A Critical Perspective of the Potential Impacts of the 2010 and 2012 Youth Olympics on Youth Sport Development Worldwide
Emese Ivan, College of Professional Studies, Division of Hospitality, Tourism & Sports Management
Abstract: The aim of this presentation is to present a critical perspective regarding the potential serious impacts of the introduction of the 2010 and 2012 Youth Olympic Games (YOG) on youth sport development throughout the world. What is the purpose of these Games and where do they fit as a strategic goal of the International Olympic Committee?
It is hypothesized that the outcomes of these Games will ultimately focus more on high performance results and national team performances, than on the stated cultural and educational goals of the Games as a means to promote “Olympism” and its related ideals among the participants. The 1st Youth Olympic Summer Games are scheduled to take place in Singapore August 14-26, 2010 with an expected participation of 3,500 elite young athletes ranging in age from 14 to 18 years old. These Games will be followed by the first Youth Olympic Winter Games hosted by Innsbruck, Austria in 2012. Serious questions have emerged as to whether or not the introduction of these Games represents good sport policy, good sport practice or merely a crass attempt to further commercialize and promote the Olympic brand image to youth.

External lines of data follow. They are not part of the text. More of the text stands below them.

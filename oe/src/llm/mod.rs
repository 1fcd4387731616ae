//! Language-understanding port
//!
//! The engine treats its language backend as an unreliable oracle: one
//! stateless completion call per request, strict JSON expected back, and a
//! documented default at every call site when the oracle fails. This module
//! holds the client trait, the Anthropic implementation, and the helpers for
//! digging JSON out of model replies.

mod anthropic;
mod client;
mod error;
mod json;
mod types;

pub use anthropic::AnthropicClient;
pub use client::LlmClient;
#[cfg(test)]
pub use client::mock::MockLlmClient;
pub use error::LlmError;
pub use json::extract_json_block;
pub use types::{CompletionRequest, CompletionResponse, Message, Role, TokenUsage};
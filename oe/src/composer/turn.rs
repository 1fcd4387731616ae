//! Turn types and clarification replay
//!
//! A clarification is a paused decision. When the next message arrives it
//! is first read as an answer to the parked question; the replay logic
//! turns a recognized answer back into engine inputs (or directly into a
//! mutation plan). An unrecognized answer means the user moved on - last
//! request wins and the pending question is dropped.

use chrono::{DateTime, Utc};
use serde::{Deserialize, Serialize};
use tracing::debug;

use crate::classify::{RequestClassification, RequestKind};
use crate::compat::CompatReport;
use crate::domain::{GarmentItem, GarmentSpec, OutfitState};
use crate::engine::{ClarificationKind, DecisionResult};

/// External input surface: one conversation turn
#[derive(Debug, Clone, Serialize, Deserialize)]
pub struct TurnRequest {
    pub conversation_id: String,

    /// The user's styling request
    pub message: String,

    /// Authoritative list of currently worn garments
    #[serde(default)]
    pub current_items: Vec<GarmentSpec>,

    /// Newly resolved candidate garments from the product resolver
    #[serde(default)]
    pub candidate_items: Vec<GarmentSpec>,

    /// Garments from the original reference snapshot, for restoration
    #[serde(default)]
    pub baseline_items: Option<Vec<GarmentSpec>>,

    /// Recent conversation turns, oldest first (classifier context)
    #[serde(default)]
    pub history: Vec<String>,

    /// Caller-assigned turn sequence for last-write-wins; allocated
    /// automatically when absent
    #[serde(default)]
    pub turn_seq: Option<u64>,
}

/// Everything the caller gets back from one turn
#[derive(Debug, Clone, Serialize, Deserialize)]
pub struct TurnOutcome {
    pub decision: DecisionResult,
    pub response_text: String,
    /// Outfit snapshot after the turn (unchanged unless the decision executed)
    pub outfit: OutfitState,
    /// Present when the engine paused on a question; the caller persists it
    /// and the engine replays it verbatim on the next turn
    pub clarification: Option<ClarificationContext>,
    pub compat: Vec<CompatReport>,
    /// True when a newer turn was observed first; nothing was mutated
    pub superseded: bool,
}

/// A paused decision, parked in the session until answered
#[derive(Debug, Clone, Serialize, Deserialize)]
pub struct ClarificationContext {
    pub conversation_id: String,
    pub kind: ClarificationKind,
    pub question: String,
    pub options: Vec<String>,
    /// Candidates retained for replay
    pub pending_add: Vec<GarmentItem>,
    /// Removals retained for replay (approval flows)
    pub pending_remove: Vec<GarmentItem>,
    pub original_message: String,
    pub created_at: DateTime<Utc>,
}

/// What an answered clarification turns into
#[derive(Debug, Clone)]
pub enum Replay {
    /// Re-enter the engine with a synthetic classification and candidates
    Reroute {
        classification: RequestClassification,
        candidates: Vec<GarmentItem>,
    },
    /// The answer fully determines the mutation
    Direct(DecisionResult),
    /// The user declined the pending action; acknowledge without mutating
    Dismissed,
}

/// Affirmations recognized for approval-style questions
const AFFIRMATIVE: &[&str] = &[
    "yes",
    "yeah",
    "yep",
    "sure",
    "go ahead",
    "do it",
    "ok",
    "okay",
    "sounds good",
    "please do",
];

/// Refusals recognized for approval-style questions
const NEGATIVE: &[&str] = &["no", "nah", "nope", "keep", "cancel", "don't", "leave it"];

/// Interpret a message as the answer to a parked question
///
/// Returns None when the message doesn't address the question - the caller
/// treats it as a fresh request and the pending slot is dropped.
pub fn replay_answer(ctx: &ClarificationContext, answer: &str, worn: &[GarmentItem]) -> Option<Replay> {
    debug!(kind = ?ctx.kind, "replay_answer: called");
    match ctx.kind {
        ClarificationKind::Approval | ClarificationKind::ConfirmRemoval => {
            if is_negative(answer) {
                return Some(Replay::Dismissed);
            }
            if is_affirmative(answer) {
                let reasoning = match ctx.kind {
                    ClarificationKind::ConfirmRemoval => "removal confirmed explicitly".to_string(),
                    _ => "suggestion approved".to_string(),
                };
                return Some(Replay::Direct(DecisionResult::execute(
                    ctx.pending_add.clone(),
                    ctx.pending_remove.clone(),
                    reasoning,
                )));
            }
            None
        }

        ClarificationKind::RemovalTarget => {
            let target = resolve_option_item(ctx, answer, worn)?;
            let reasoning = format!("removing {} as chosen", target.name);
            Some(Replay::Direct(DecisionResult::execute(vec![], vec![target], reasoning)))
        }

        ClarificationKind::AttributeTarget => {
            let target = resolve_option_item(ctx, answer, worn)?;
            let reasoning = format!("replacing {} as chosen", target.name);
            Some(Replay::Direct(DecisionResult::execute(
                ctx.pending_add.clone(),
                vec![target],
                reasoning,
            )))
        }

        ClarificationKind::LayerTarget => {
            let idx = match_option(answer, &ctx.options)?;
            let chosen = &ctx.options[idx];
            if chosen.starts_with("add it as a new layer") {
                let reasoning = "adding as a new layer as chosen".to_string();
                return Some(Replay::Direct(DecisionResult::execute(
                    ctx.pending_add.clone(),
                    vec![],
                    reasoning,
                )));
            }
            let target = worn.iter().find(|i| chosen.starts_with(&i.name))?.clone();
            let reasoning = format!("replacing the {} layer as chosen", target.name);
            Some(Replay::Direct(DecisionResult::execute(
                ctx.pending_add.clone(),
                vec![target],
                reasoning,
            )))
        }

        ClarificationKind::BottomPreference => {
            let idx = match_option(answer, &ctx.options)?;
            let bottom = archetype_for(&ctx.options[idx], "jeans");
            let mut candidates = ctx.pending_add.clone();
            candidates.push(bottom);
            Some(Replay::Reroute {
                classification: RequestClassification::synthetic(RequestKind::SingleItem),
                candidates,
            })
        }

        ClarificationKind::TopPreference => {
            let idx = match_option(answer, &ctx.options)?;
            let top = archetype_for(&ctx.options[idx], "t-shirt");
            let mut candidates = ctx.pending_add.clone();
            candidates.push(top);
            Some(Replay::Reroute {
                classification: RequestClassification::synthetic(RequestKind::SingleItem),
                candidates,
            })
        }

        // A vague request stays vague; the next message is a fresh start
        ClarificationKind::Rephrase => None,
    }
}

/// Match an answer against the option list: a 1-based index, substring
/// containment in either direction, or a meaningful word shared with an
/// option ("the hoodie" -> "grey hoodie (top)")
fn match_option(answer: &str, options: &[String]) -> Option<usize> {
    let trimmed = answer.trim().to_lowercase();
    if trimmed.is_empty() {
        return None;
    }

    let numeric = trimmed.trim_end_matches(['.', ')', ':']);
    if let Ok(n) = numeric.parse::<usize>() {
        if (1..=options.len()).contains(&n) {
            return Some(n - 1);
        }
    }

    let whole = options.iter().position(|o| {
        let option = o.to_lowercase();
        option.contains(&trimmed) || trimmed.contains(&option)
    });
    if whole.is_some() {
        return whole;
    }

    options.iter().position(|o| {
        let option = o.to_lowercase();
        trimmed
            .split_whitespace()
            .filter(|w| w.len() >= 3 && !matches!(*w, "the" | "one" | "that" | "please"))
            .any(|w| option.contains(w))
    })
}

/// Resolve a chosen option back to the worn item it labels
fn resolve_option_item(ctx: &ClarificationContext, answer: &str, worn: &[GarmentItem]) -> Option<GarmentItem> {
    let idx = match_option(answer, &ctx.options)?;
    let chosen = &ctx.options[idx];
    worn.iter().find(|i| chosen.starts_with(&i.name)).cloned()
}

/// Turn a curated archetype option ("jeans", "a skirt", "you choose") into
/// a candidate garment; "you choose" takes the stylist default
fn archetype_for(option: &str, default: &str) -> GarmentItem {
    let cleaned = option.trim().trim_start_matches("a ").trim();
    if cleaned.eq_ignore_ascii_case("you choose") || cleaned.is_empty() {
        GarmentItem::new(default, default)
    } else {
        GarmentItem::new(cleaned, cleaned)
    }
}

fn is_affirmative(answer: &str) -> bool {
    let text = answer.trim().to_lowercase();
    AFFIRMATIVE.iter().any(|a| {
        if a.contains(' ') {
            text.contains(a)
        } else {
            text.split(|c: char| !c.is_alphanumeric()).any(|w| w == *a)
        }
    })
}

fn is_negative(answer: &str) -> bool {
    let text = answer.trim().to_lowercase();
    NEGATIVE.iter().any(|n| text == *n || text.starts_with(&format!("{n} ")) || text.starts_with(&format!("{n},")))
}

This presentation will provide: a) a brief overview outlining the creation and development of 2010 and 2012 Youth Olympics; b) a critical analysis of the potential impact of these Games on youth sport development internationally, and c) a critical perspective regarding the intentional inclusion and/or exclusion of young athletes with disabilities as related to these Games. Special attention will be paid to differentiate between the potential impact that these Games might have on youth sport structures of developed and developing countries. Finally, the presenter will outline a call for more critical research and study of these new IOC sponsored and organized Games with a focus on whether or not these Games have any particular value in promoting greater equity, social and economic justice, and inclusion in sport for girls and boys in the context of international youth sport development.